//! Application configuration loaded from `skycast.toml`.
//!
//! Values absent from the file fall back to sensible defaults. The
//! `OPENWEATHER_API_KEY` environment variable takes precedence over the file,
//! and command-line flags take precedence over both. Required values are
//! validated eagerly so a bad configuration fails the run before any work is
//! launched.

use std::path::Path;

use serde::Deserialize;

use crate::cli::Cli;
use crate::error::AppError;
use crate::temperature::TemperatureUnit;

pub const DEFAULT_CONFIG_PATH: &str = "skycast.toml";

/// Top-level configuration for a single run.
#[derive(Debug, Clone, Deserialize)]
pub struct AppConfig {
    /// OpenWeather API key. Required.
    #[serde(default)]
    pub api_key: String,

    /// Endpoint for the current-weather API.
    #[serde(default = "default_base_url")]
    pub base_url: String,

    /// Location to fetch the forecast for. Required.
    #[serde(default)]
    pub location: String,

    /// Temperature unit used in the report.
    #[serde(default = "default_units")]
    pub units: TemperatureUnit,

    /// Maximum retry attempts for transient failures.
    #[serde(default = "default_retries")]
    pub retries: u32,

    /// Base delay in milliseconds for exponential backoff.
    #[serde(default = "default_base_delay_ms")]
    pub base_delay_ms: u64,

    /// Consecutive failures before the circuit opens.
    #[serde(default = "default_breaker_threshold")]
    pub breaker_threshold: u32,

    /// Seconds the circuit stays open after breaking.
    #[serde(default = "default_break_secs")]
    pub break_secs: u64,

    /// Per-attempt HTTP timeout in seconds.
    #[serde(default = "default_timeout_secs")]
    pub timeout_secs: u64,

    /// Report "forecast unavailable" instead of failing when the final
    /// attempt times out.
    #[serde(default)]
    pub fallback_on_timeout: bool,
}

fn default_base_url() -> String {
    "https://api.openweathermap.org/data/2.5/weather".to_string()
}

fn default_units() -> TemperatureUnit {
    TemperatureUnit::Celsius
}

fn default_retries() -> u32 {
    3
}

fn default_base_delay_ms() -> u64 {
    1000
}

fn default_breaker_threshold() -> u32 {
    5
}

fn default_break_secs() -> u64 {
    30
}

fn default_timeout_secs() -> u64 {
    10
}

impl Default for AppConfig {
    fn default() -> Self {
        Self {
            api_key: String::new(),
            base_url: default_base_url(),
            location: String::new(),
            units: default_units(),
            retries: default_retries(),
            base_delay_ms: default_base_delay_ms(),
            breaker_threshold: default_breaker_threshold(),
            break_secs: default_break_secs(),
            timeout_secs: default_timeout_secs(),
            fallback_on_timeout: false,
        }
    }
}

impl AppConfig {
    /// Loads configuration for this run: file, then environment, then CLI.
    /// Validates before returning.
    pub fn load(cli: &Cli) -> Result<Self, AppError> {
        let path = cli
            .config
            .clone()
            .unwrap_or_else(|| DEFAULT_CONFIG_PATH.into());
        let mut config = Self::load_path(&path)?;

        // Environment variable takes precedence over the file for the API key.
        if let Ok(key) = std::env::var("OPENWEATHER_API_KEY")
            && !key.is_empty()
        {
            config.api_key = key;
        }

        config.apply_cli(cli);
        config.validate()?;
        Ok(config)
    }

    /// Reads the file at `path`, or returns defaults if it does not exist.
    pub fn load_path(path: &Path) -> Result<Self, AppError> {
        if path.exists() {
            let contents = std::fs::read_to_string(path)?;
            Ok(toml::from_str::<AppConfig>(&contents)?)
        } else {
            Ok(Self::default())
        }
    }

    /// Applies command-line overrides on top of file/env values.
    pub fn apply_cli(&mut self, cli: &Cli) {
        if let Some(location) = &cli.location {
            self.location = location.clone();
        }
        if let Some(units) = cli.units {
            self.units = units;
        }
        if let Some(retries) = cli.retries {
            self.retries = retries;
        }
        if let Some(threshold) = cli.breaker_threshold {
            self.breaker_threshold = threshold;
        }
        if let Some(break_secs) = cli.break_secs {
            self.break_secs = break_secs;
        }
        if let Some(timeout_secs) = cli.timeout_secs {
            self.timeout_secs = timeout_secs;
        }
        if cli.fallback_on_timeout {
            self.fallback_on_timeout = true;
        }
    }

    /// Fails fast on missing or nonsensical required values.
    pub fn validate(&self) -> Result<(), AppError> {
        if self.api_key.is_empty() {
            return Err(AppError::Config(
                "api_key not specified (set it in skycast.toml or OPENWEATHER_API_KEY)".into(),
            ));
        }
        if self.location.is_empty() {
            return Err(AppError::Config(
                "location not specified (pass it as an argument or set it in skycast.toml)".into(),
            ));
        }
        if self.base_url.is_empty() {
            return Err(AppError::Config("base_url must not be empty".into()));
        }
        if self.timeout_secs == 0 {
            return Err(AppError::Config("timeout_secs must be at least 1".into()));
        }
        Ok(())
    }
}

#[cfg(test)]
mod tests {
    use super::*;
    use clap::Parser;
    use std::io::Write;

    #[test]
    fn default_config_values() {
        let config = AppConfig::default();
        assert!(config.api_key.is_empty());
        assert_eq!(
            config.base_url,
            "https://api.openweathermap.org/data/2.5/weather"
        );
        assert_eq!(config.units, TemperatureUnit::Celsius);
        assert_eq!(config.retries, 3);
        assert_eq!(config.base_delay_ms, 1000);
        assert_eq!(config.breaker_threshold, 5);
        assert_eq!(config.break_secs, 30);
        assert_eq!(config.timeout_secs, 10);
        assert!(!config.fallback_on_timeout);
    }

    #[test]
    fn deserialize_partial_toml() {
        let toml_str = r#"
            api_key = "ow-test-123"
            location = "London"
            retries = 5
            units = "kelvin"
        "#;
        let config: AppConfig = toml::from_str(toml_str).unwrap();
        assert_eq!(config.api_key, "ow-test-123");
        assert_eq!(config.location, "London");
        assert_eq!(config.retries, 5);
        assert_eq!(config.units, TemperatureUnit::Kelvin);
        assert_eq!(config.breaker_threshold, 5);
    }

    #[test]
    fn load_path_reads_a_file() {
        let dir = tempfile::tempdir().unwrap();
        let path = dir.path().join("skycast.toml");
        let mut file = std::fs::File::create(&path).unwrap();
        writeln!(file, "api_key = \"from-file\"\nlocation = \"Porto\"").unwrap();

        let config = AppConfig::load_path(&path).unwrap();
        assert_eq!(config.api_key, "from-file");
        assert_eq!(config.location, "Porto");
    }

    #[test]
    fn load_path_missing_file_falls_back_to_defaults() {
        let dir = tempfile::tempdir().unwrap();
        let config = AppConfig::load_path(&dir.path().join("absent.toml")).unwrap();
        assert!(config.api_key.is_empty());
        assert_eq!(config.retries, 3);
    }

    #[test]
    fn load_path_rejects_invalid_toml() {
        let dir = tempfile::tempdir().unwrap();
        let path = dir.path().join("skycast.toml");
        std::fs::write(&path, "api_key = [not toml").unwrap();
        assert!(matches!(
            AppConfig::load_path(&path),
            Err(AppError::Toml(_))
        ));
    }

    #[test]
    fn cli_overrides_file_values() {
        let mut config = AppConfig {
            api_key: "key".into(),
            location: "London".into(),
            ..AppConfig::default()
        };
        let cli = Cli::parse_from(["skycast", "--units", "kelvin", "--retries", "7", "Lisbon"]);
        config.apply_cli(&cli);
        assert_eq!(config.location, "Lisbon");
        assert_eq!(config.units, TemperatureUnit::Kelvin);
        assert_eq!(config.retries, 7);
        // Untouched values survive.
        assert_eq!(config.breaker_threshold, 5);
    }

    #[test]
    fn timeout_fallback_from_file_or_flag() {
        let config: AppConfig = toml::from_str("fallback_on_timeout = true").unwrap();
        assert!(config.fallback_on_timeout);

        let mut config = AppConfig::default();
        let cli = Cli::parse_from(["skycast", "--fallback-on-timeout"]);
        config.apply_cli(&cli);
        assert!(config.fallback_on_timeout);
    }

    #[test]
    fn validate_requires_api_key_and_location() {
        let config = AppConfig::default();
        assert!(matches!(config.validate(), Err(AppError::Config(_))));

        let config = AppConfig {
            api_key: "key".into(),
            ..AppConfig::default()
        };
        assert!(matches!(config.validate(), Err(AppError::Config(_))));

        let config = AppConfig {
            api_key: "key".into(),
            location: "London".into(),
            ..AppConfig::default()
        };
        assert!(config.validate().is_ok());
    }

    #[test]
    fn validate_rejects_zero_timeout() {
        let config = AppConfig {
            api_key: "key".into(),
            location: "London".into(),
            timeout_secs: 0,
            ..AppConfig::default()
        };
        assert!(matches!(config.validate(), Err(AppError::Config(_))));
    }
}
——————
For the lines above, output exactly those from the line containing "if let Some(units)" through the line containing "nonsensical required values.", and skip the others.

        if let Some(units) = cli.units {
            self.units = units;
        }
        if let Some(retries) = cli.retries {
            self.retries = retries;
        }
        if let Some(threshold) = cli.breaker_threshold {
            self.breaker_threshold = threshold;
        }
        if let Some(break_secs) = cli.break_secs {
            self.break_secs = break_secs;
        }
        if let Some(timeout_secs) = cli.timeout_secs {
            self.timeout_secs = timeout_secs;
        }
        if cli.fallback_on_timeout {
            self.fallback_on_timeout = true;
        }
    }

    /// Fails fast on missing or nonsensical required values.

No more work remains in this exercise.